Segment Open

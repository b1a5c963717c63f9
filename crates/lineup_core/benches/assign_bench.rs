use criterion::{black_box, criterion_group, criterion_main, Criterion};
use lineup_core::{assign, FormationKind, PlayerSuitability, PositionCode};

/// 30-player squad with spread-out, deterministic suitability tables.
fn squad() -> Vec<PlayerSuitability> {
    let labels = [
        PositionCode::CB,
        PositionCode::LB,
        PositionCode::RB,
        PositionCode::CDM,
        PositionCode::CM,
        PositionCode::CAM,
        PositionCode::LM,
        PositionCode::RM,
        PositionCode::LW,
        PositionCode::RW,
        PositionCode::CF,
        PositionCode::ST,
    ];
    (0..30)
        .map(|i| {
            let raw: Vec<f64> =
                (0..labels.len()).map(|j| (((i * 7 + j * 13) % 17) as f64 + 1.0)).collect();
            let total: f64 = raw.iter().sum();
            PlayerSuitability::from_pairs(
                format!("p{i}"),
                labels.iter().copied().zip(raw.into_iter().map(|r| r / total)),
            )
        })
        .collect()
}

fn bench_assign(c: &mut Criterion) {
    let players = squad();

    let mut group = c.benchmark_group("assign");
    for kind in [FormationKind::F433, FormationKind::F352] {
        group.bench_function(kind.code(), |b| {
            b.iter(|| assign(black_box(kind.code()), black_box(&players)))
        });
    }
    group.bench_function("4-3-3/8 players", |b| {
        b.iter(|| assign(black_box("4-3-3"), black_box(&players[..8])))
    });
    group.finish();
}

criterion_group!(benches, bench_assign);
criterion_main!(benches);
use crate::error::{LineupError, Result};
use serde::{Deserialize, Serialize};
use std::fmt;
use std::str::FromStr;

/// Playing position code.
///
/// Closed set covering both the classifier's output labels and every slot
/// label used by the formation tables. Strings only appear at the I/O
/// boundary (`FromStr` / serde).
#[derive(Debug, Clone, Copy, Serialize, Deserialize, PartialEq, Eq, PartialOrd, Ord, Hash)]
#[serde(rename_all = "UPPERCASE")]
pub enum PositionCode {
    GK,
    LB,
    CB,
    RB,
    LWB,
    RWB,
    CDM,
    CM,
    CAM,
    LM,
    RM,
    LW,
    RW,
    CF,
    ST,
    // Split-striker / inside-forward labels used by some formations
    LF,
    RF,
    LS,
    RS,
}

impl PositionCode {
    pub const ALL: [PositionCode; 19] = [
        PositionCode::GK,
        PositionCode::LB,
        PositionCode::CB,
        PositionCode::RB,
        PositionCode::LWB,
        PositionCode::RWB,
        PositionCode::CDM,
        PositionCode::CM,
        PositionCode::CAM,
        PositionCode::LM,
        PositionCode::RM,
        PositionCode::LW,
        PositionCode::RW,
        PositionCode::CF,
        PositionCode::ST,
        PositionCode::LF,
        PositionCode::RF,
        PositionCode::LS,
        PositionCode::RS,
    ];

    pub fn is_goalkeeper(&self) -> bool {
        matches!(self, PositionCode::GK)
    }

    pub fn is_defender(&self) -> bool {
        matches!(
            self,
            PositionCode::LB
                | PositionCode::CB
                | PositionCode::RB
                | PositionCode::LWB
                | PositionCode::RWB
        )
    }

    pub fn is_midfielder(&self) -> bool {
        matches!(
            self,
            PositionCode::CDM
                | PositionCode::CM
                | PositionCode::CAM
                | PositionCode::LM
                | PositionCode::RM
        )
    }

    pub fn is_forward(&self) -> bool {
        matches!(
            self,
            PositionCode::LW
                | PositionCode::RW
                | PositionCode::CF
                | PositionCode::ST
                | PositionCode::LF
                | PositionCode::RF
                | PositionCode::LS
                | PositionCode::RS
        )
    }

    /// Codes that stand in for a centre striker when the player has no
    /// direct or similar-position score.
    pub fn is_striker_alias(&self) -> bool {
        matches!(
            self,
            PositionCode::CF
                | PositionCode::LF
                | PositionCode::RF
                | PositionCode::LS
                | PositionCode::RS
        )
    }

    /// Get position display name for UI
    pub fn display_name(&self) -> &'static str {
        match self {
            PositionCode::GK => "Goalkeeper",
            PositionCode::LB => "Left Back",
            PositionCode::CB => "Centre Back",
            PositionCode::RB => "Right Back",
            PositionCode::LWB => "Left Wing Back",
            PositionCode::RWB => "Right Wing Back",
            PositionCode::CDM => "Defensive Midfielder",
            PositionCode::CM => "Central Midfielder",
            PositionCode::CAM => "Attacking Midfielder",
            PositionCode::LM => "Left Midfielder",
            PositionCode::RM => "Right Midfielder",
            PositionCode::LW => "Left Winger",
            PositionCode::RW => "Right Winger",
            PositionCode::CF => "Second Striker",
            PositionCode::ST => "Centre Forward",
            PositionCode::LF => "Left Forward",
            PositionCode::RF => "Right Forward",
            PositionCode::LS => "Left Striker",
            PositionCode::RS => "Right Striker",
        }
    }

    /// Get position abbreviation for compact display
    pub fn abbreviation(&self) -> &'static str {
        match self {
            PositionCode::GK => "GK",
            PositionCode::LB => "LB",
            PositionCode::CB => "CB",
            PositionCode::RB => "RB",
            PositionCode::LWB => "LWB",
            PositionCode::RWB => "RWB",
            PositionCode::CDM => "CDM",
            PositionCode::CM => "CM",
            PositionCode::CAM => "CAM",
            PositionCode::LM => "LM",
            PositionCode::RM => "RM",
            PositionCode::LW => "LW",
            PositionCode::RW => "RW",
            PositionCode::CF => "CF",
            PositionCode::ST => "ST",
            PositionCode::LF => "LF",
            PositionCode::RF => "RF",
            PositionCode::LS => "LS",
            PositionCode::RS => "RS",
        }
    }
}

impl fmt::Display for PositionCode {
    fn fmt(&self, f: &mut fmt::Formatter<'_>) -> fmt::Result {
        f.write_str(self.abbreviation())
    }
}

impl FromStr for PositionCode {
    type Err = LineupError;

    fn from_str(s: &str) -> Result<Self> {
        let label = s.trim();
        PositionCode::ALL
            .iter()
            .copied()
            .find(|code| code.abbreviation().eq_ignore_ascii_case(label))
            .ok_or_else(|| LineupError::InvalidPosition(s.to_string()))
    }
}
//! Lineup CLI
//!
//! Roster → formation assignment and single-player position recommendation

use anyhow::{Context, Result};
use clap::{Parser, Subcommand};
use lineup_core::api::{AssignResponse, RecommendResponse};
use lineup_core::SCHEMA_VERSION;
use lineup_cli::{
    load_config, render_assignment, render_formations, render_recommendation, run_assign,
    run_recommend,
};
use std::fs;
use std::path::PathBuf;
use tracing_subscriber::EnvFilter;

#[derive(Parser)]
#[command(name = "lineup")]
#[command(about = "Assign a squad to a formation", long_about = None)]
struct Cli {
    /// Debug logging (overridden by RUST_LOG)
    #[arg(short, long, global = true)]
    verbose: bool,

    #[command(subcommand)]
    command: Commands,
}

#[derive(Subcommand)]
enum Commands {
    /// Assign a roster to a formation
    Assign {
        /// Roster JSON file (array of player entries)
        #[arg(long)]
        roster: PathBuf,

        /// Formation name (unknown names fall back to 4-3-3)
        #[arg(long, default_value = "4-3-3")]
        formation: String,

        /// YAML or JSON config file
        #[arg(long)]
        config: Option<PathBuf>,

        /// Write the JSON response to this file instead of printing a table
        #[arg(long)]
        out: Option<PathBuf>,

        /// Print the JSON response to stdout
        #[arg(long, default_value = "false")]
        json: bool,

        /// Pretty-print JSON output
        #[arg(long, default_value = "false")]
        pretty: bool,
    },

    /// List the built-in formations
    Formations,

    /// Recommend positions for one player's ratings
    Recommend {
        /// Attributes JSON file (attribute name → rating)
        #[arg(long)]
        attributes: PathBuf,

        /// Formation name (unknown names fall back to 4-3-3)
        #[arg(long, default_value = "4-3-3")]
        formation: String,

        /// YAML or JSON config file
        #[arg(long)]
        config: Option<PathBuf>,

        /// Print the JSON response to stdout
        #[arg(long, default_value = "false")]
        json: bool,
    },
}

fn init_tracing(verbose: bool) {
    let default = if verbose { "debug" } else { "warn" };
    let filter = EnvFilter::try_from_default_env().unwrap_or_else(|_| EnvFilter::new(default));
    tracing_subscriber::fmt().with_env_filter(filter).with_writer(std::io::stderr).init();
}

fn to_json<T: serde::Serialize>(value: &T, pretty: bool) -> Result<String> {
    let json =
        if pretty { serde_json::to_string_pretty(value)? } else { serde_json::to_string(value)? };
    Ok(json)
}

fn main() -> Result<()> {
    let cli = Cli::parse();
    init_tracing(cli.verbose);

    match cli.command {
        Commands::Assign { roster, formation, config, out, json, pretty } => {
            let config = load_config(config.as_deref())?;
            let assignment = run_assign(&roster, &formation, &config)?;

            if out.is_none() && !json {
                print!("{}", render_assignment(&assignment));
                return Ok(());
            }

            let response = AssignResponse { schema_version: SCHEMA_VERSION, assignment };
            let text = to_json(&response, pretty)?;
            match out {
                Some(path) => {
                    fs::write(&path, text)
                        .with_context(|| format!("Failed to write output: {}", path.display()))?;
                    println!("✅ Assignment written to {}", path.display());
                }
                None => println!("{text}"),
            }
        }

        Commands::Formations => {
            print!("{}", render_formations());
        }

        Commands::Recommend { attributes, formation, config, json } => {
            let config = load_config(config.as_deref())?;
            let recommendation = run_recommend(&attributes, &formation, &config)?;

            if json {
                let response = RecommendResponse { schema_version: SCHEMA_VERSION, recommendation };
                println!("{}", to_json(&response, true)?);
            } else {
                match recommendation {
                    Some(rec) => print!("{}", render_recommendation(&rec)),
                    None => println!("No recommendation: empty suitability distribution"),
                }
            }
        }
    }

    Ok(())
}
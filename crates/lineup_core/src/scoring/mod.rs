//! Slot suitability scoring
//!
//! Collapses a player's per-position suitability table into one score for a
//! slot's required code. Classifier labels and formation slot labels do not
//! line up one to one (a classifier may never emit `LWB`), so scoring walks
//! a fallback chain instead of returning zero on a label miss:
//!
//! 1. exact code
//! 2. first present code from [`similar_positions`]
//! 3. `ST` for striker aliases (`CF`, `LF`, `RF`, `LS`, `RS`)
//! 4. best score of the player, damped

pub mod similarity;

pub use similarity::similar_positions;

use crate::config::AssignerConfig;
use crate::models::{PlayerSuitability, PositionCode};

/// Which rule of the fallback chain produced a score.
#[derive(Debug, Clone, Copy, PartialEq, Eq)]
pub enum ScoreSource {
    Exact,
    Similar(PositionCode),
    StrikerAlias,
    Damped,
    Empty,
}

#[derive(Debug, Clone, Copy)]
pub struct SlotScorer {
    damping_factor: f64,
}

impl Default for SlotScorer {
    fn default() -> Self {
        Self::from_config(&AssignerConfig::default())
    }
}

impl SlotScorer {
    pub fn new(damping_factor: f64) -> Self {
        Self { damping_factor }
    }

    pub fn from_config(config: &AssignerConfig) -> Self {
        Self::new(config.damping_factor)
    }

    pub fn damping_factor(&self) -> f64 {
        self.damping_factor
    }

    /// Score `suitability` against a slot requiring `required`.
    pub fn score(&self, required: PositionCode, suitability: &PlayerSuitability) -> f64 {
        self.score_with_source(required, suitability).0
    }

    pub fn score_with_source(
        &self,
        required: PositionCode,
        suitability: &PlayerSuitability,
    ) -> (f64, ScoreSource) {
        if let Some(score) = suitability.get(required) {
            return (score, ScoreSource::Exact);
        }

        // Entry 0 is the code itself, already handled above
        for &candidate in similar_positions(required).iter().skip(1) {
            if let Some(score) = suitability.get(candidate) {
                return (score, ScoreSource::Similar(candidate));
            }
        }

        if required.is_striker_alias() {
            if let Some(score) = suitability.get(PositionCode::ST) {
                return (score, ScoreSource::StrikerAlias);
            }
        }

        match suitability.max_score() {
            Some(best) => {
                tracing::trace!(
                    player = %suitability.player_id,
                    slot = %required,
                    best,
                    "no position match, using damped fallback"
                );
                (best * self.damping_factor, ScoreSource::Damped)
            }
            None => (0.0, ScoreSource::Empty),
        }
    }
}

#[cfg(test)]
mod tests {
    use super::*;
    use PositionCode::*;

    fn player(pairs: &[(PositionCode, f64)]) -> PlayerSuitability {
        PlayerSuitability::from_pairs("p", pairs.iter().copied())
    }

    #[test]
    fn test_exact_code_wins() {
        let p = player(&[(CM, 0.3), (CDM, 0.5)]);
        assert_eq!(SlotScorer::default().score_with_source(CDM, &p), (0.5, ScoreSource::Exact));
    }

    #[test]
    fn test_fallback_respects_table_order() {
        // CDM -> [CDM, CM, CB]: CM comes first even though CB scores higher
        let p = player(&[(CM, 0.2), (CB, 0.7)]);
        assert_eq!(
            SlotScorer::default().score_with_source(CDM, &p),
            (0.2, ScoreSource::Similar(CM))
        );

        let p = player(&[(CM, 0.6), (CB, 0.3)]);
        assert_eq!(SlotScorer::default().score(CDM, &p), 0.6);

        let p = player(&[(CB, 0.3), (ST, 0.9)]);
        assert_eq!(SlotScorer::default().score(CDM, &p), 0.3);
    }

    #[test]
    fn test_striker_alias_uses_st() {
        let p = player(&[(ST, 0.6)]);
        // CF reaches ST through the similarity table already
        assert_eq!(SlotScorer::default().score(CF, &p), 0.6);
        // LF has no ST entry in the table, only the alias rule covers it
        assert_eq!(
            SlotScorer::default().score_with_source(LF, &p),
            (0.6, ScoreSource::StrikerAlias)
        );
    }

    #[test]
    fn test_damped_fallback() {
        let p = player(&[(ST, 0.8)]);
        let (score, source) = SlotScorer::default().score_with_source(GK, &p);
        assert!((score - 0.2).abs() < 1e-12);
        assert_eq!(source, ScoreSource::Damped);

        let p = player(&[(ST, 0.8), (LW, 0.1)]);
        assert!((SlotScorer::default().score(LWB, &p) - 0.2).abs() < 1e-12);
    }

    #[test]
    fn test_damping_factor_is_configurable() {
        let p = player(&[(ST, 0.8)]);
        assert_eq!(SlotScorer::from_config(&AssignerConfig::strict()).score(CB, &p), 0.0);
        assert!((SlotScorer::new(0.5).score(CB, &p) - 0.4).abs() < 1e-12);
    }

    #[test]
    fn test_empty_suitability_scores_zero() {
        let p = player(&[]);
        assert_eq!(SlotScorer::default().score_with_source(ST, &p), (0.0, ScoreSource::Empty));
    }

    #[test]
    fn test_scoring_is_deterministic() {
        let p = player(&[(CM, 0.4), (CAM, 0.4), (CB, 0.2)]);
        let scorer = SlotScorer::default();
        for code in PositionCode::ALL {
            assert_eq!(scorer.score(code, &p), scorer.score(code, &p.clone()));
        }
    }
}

Segment Closed

§ **Aim of the task**
Copy the entries above exactly, but only from the line holding "filename crates/lineup_core/benches/assign_bench.rs" through the line holding "deterministic suitability tables.", both included.

§ **Finished exercise**
filename crates/lineup_core/benches/assign_bench.rs
use criterion::{black_box, criterion_group, criterion_main, Criterion};
use lineup_core::{assign, FormationKind, PlayerSuitability, PositionCode};

/// 30-player squad with spread-out, deterministic suitability tables.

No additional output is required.